Description of the task: Word for word, output the data that follows.

Stored data:
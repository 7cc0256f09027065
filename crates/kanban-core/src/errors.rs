//! Cross-cutting error types for the Kanban store.
//!
//! Domain-specific errors (`DatabaseError`, `ConfigError`) are defined in
//! their respective crates and wrap `CoreError` where documents are decoded.

use thiserror::Error;

/// Errors raised while building or decoding task records.
#[derive(Debug, Error)]
pub enum CoreError {
    /// A document lacks one of the required record fields.
    #[error("Missing field: {field}")]
    MissingField { field: String },

    /// A document field is present but has the wrong shape.
    #[error("Invalid field '{field}': {reason}")]
    InvalidField { field: String, reason: String },

    /// An enum-valued field holds a string outside its variant set.
    #[error("Invalid {field} value: '{value}'")]
    InvalidValue { field: String, value: String },

    /// Catch-all for unexpected errors.
    #[error(transparent)]
    Other(#[from] anyhow::Error),
}
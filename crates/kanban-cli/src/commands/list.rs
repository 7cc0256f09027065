use kanban_core::TaskStatus;

use crate::cli::GlobalFlags;
use crate::commands::shared::parse::parse_enum;
use crate::context::AppContext;
use crate::output::output;

pub async fn run(status: Option<&str>, ctx: &AppContext, flags: &GlobalFlags) -> anyhow::Result<()> {
    let records = match status {
        Some(raw) => {
            let status = parse_enum::<TaskStatus>(raw, "status")?;
            ctx.gateway.read_by_status(status).await?
        }
        None => ctx.gateway.read_all().await?,
    };
    output(&records, flags.format)
}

Reply to the task:
repository 7cc0256f09027065
filename crates/kanban-core/src/errors.rs
//! Cross-cutting error types for the Kanban store.
//!
//! Domain-specific errors (`DatabaseError`, `ConfigError`) are defined in
//! their respective crates and wrap `CoreError` where documents are decoded.

use thiserror::Error;

/// Errors raised while building or decoding task records.
#[derive(Debug, Error)]
pub enum CoreError {
    /// A document lacks one of the required record fields.
    #[error("Missing field: {field}")]
    MissingField { field: String },

    /// A document field is present but has the wrong shape.
    #[error("Invalid field '{field}': {reason}")]
    InvalidField { field: String, reason: String },

    /// An enum-valued field holds a string outside its variant set.
    #[error("Invalid {field} value: '{value}'")]
    InvalidValue { field: String, value: String },

    /// Catch-all for unexpected errors.
    #[error(transparent)]
    Other(#[from] anyhow::Error),
}
filename crates/kanban-cli/src/commands/list.rs
repository 7cc0256f09027065
use kanban_core::TaskStatus;

use crate::cli::GlobalFlags;
use crate::commands::shared::parse::parse_enum;
use crate::context::AppContext;
use crate::output::output;

pub async fn run(status: Option<&str>, ctx: &AppContext, flags: &GlobalFlags) -> anyhow::Result<()> {
    let records = match status {
        Some(raw) => {
            let status = parse_enum::<TaskStatus>(raw, "status")?;
            ctx.gateway.read_by_status(status).await?
        }
        None => ctx.gateway.read_all().await?,
    };
    output(&records, flags.format)
}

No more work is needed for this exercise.